In different Fishes the pectoral and pelvic fins and the median fins may, individually, all be absent through atrophy. The pectoral fins are rarely absent: nevertheless, in certain species of Syngnathidae, and in most Muraenidae, for example, these fins are entirely wanting. The pelvic fins are much less constant and are often absent in entire families, as in the Pipe-Fishes (Syngnathidae), the "Electric Eels" (Gymnotidae), and the true Eels (Anguillidae), and in the Globe-Fishes and Porcupine-Fishes (Tetrodon, Diodon), as well as in certain genera of families where they are usually present, as in some of the Blennies (Blenniidae) and in the Ophidiidae. Even when present the pelvic fins are often reduced to mere vestiges in the shape of filaments, as in some of the Gadoids (Gadidae) and Ribbon-Fishes, or are represented only by a pair of defensive spines, as in some Sticklebacks (Gastrosteus), or even by a single spine (Balistidae). Complete suppression of the pelvic fins, or their reduction to vestigial remnants, seems to be of frequent occurrence in Fishes which live in the mud, or are able to pass a longer or shorter time in soil periodically dried during the hot season, as in some Cyprinodontidae, and in species of such tropical Teleostean families as the Ophiocephalidae, Galaxiidae, and Siluridae. Suppression of the dorsal fin is apparent in the Gymnotidae, and of the anal fin in the Ribbon-Fishes. In some of the latter family, as in the rare British visitor the Oar-Fish (Regalecus banksii), and in the Sea-Horse (Hippocampus), where the tail becomes a prehensile organ for coiling round seaweeds when the animal is not swimming, the otherwise remarkably constant caudal fin is absent.

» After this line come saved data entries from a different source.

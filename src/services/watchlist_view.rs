// src/services/watchlist_view.rs
//
// Watchlist View - joins watchlist ids with catalog records
//
// PRINCIPLES:
// - Ids are paginated in insertion order, then the page is sorted
// - Records always come through the query cache, never from the store
// - A failing id never hides the others

use std::sync::Arc;

use tokio::task::JoinSet;

use crate::domain::{sort_movies, MovieDetail, SortContext, SortOption, WATCHLIST_PAGE_SIZE};
use crate::error::CatalogError;
use crate::services::catalog_queries::CatalogQueries;
use crate::services::sort_store::SortStore;
use crate::services::watchlist_store::WatchlistStore;

#[derive(Debug, Clone, PartialEq)]
pub struct WatchlistPage {
    /// 1-based page actually shown after clamping
    pub page: usize,
    pub total_pages: usize,
    pub total_items: usize,
    pub sort: SortOption,
    pub movies: Vec<MovieDetail>,
    /// Ids whose record could not be fetched
    pub failed: Vec<(i64, CatalogError)>,
    /// Ids that settled without data (e.g. the fetch was superseded)
    pub pending: Vec<i64>,
}

pub struct WatchlistView {
    watchlist: Arc<WatchlistStore>,
    sort: Arc<SortStore>,
    queries: Arc<CatalogQueries>,
}

impl WatchlistView {
    pub fn new(
        watchlist: Arc<WatchlistStore>,
        sort: Arc<SortStore>,
        queries: Arc<CatalogQueries>,
    ) -> Self {
        Self {
            watchlist,
            sort,
            queries,
        }
    }

    /// Load one page of the watchlist, sorted by the watchlist sort preference
    pub async fn page(&self, page: usize) -> WatchlistPage {
        let snapshot = self.watchlist.state();
        let sort = self.sort.get_sort(SortContext::Watchlist);
        let total_pages = snapshot.total_pages(WATCHLIST_PAGE_SIZE);
        let page = page.clamp(1, total_pages.max(1));
        let ids = snapshot.page_ids(page, WATCHLIST_PAGE_SIZE).to_vec();

        let mut tasks = JoinSet::new();
        for (idx, movie_id) in ids.iter().copied().enumerate() {
            let queries = Arc::clone(&self.queries);
            tasks.spawn(async move { (idx, movie_id, queries.movie_details(movie_id).await) });
        }

        let mut settled = Vec::with_capacity(ids.len());
        while let Some(joined) = tasks.join_next().await {
            match joined {
                Ok(result) => settled.push(result),
                Err(e) => log::error!("[WATCHLIST] detail task failed: {}", e),
            }
        }
        settled.sort_by_key(|(idx, _, _)| *idx);

        let mut movies = Vec::with_capacity(settled.len());
        let mut failed = Vec::new();
        let mut pending = Vec::new();
        for (_, movie_id, state) in settled {
            match (state.data, state.error) {
                (Some(detail), _) => movies.push(detail),
                (None, Some(err)) => failed.push((movie_id, err)),
                (None, None) => pending.push(movie_id),
            }
        }

        sort_movies(&mut movies, sort);

        WatchlistPage {
            page,
            total_pages,
            total_items: snapshot.len(),
            sort,
            movies,
            failed,
            pending,
        }
    }
}
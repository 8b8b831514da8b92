// src/application/state.rs

use std::sync::Arc;

use crate::config::AppConfig;
use crate::db::{
    create_connection_pool, get_connection, initialize_database, verify_database_integrity,
};
use crate::domain::DetectedLocale;
use crate::error::AppResult;
use crate::events::{ChangeNotifier, EventBus};
use crate::integrations::{MovieCatalog, TmdbClient};
use crate::repositories::{KeyValueStorage, SqliteKeyValueStorage};
use crate::services::{
    CatalogQueries, LocaleStore, QueryCache, SortStore, WatchlistStore, WatchlistView,
};

/// Application state shared by every command.
/// All fields are Arc-wrapped for thread-safe sharing.
pub struct AppState {
    pub event_bus: Arc<EventBus>,
    pub cache: Arc<QueryCache>,
    pub queries: Arc<CatalogQueries>,
    pub watchlist: Arc<WatchlistStore>,
    pub sort: Arc<SortStore>,
    pub locale: Arc<LocaleStore>,
    pub watchlist_view: Arc<WatchlistView>,
}

impl AppState {
    /// Build the full stack from configuration:
    /// SQLite store, TMDB client, query cache, preference stores.
    pub fn initialize(config: &AppConfig) -> AppResult<Self> {
        // 1. INFRASTRUCTURE
        let pool = Arc::new(create_connection_pool(&config.database_path())?);
        {
            let conn = get_connection(&pool)?;
            initialize_database(&conn)?;
            verify_database_integrity(&conn)?;
        }
        let storage: Arc<dyn KeyValueStorage> = Arc::new(SqliteKeyValueStorage::new(pool));

        // 2. CATALOG
        let catalog: Arc<dyn MovieCatalog> =
            Arc::new(TmdbClient::new(config)?.with_locale(DetectedLocale::from_env()));

        log::info!(
            "[STATE] initialized at {} (catalog {})",
            config.database_path().display(),
            config.api_base_url
        );

        Ok(Self::assemble(config, catalog, storage, Arc::new(EventBus::new())))
    }

    /// Wire cache, stores and views around an existing catalog and storage.
    /// Every state built on the same bus follows the others' preference changes.
    pub fn assemble(
        config: &AppConfig,
        catalog: Arc<dyn MovieCatalog>,
        storage: Arc<dyn KeyValueStorage>,
        event_bus: Arc<EventBus>,
    ) -> Self {
        let notifier = ChangeNotifier::broadcast(Arc::clone(&event_bus));

        let cache = Arc::new(QueryCache::new(
            catalog,
            config.stale_time,
            config.cache_capacity,
        ));

        // 3. STORES
        let locale = LocaleStore::init(
            Arc::clone(&storage),
            notifier.clone(),
            &config.fallback_language,
            Some(Arc::clone(&cache)),
        );
        let sort = SortStore::init(Arc::clone(&storage), notifier.clone());
        let watchlist = WatchlistStore::init(storage, notifier);

        // 4. QUERIES AND VIEWS
        let queries = Arc::new(CatalogQueries::new(Arc::clone(&cache), Arc::clone(&locale)));
        let watchlist_view = Arc::new(WatchlistView::new(
            Arc::clone(&watchlist),
            Arc::clone(&sort),
            Arc::clone(&queries),
        ));

        Self {
            event_bus,
            cache,
            queries,
            watchlist,
            sort,
            locale,
            watchlist_view,
        }
    }

    /// Await pending preference writes
    pub async fn flush(&self) {
        self.watchlist.flush().await;
        self.sort.flush().await;
        self.locale.flush().await;
    }
}
// src/db/mod.rs
//
// Database module
//
// Provides:
// - Connection pooling
// - Schema migrations

pub mod connection;
pub mod migrations;

pub use connection::{
    create_connection_pool, create_test_connection, get_connection, ConnectionPool, PooledConn,
};

pub use migrations::{initialize_database, verify_database_integrity};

An initial stage in the degeneration of median fins is to be seen in many of the Salmonidae and Siluridae, in which a posterior division of the dorsal fin becomes reduced in size, loses its fin rays, acquires much fat in its substance, and becomes an "adipose fin."

The "lateral line" is a notable feature in the external appearance of most Fishes. Originally developed in the superficial epidermis of the skin in the form of linear tracts of isolated and often segmentally arranged masses of sense-cells, these organs subsequently become imbedded for protection in the epidermic lining of either an open groove or a closed canal extending along each side of the trunk and tail, and prolonged on to the more exposed parts of each side of the head in the shape of a more complex system of branching grooves or of deeply-seated and externally inconspicuous canals. The course of the lateral line can, as a rule, readily be detected by the naked eye, and, even when not otherwise distinguishable, may be traced by the series of simple or multiple pores through which, at intervals, the canal communicates with the exterior (Fig. 93, A), and often also, in the trunk and tail, by a band of coloration different to that of the rest of the body.